> Problem to solve
Pull out each line of the records holding the string "return".

> Given entries
__________

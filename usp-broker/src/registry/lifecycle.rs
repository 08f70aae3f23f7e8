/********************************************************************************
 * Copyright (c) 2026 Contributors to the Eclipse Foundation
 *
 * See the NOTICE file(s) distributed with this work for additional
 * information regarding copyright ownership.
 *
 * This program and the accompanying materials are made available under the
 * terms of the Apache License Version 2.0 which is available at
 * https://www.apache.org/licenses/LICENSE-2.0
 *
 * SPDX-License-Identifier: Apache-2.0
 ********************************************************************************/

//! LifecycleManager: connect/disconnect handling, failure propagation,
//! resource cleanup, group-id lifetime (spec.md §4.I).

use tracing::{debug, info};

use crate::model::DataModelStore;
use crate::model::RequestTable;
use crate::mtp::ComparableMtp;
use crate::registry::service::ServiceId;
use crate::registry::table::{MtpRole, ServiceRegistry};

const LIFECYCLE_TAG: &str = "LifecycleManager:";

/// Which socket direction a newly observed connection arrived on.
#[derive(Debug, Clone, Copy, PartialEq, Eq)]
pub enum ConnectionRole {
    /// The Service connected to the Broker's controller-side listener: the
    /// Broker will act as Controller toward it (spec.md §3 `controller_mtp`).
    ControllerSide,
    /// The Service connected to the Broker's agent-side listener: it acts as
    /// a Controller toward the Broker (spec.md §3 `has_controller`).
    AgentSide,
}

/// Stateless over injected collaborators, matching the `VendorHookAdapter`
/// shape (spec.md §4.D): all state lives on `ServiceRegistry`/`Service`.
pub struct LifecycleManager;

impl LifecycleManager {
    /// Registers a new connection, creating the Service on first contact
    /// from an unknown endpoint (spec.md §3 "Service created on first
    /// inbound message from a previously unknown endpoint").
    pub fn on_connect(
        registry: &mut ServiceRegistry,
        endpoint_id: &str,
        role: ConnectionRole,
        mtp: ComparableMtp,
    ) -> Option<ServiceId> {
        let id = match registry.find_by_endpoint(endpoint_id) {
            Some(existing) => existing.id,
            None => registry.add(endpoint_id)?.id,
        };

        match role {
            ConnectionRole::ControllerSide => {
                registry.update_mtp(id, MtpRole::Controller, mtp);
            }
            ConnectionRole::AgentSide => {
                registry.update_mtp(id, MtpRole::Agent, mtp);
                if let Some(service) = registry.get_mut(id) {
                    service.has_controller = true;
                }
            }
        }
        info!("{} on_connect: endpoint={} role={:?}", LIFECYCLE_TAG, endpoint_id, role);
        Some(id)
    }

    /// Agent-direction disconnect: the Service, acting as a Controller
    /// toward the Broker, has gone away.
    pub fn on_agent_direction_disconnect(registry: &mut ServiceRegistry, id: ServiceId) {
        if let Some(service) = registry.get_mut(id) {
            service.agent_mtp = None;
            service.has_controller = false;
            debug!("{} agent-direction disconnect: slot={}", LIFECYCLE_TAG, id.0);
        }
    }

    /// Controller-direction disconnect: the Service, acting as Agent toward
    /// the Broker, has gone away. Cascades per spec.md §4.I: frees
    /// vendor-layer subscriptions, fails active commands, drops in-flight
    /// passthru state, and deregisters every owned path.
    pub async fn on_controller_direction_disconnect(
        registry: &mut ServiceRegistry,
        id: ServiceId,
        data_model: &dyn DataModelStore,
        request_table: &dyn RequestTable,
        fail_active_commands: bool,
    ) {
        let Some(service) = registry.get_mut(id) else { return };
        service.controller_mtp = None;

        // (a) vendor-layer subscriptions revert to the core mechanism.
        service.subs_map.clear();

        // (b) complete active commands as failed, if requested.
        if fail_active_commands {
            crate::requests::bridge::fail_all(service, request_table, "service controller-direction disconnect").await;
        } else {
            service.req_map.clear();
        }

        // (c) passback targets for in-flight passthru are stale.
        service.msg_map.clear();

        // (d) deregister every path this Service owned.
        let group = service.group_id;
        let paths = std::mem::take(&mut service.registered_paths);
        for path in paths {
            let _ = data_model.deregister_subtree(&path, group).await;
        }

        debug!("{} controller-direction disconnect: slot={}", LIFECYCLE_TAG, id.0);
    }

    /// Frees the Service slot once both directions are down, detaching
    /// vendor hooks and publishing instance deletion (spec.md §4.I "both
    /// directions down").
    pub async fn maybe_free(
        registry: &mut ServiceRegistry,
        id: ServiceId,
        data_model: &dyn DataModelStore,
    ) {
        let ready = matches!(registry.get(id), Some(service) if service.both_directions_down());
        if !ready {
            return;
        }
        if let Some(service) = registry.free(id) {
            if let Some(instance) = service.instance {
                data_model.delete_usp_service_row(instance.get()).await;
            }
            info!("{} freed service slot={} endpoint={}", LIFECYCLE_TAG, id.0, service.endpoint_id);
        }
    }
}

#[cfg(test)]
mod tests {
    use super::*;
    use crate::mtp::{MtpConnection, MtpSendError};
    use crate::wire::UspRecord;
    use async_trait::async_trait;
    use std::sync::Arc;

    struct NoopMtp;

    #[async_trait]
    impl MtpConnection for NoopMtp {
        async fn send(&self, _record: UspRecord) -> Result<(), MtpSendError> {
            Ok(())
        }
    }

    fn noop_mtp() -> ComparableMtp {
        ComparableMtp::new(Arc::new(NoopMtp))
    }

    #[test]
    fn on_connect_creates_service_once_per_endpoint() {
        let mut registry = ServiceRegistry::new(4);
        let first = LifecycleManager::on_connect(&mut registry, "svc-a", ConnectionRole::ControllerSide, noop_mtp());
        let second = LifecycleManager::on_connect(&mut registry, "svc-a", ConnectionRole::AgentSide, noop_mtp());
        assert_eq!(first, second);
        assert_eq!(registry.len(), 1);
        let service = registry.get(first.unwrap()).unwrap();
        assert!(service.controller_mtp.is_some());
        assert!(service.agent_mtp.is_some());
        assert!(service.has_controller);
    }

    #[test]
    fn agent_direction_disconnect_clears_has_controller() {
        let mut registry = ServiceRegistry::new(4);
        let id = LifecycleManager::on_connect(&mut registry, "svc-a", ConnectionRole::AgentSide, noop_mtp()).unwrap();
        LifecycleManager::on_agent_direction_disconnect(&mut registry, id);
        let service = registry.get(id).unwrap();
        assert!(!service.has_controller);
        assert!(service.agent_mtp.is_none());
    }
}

__________

> Written solution
        let Some(service) = registry.get_mut(id) else { return };
            return;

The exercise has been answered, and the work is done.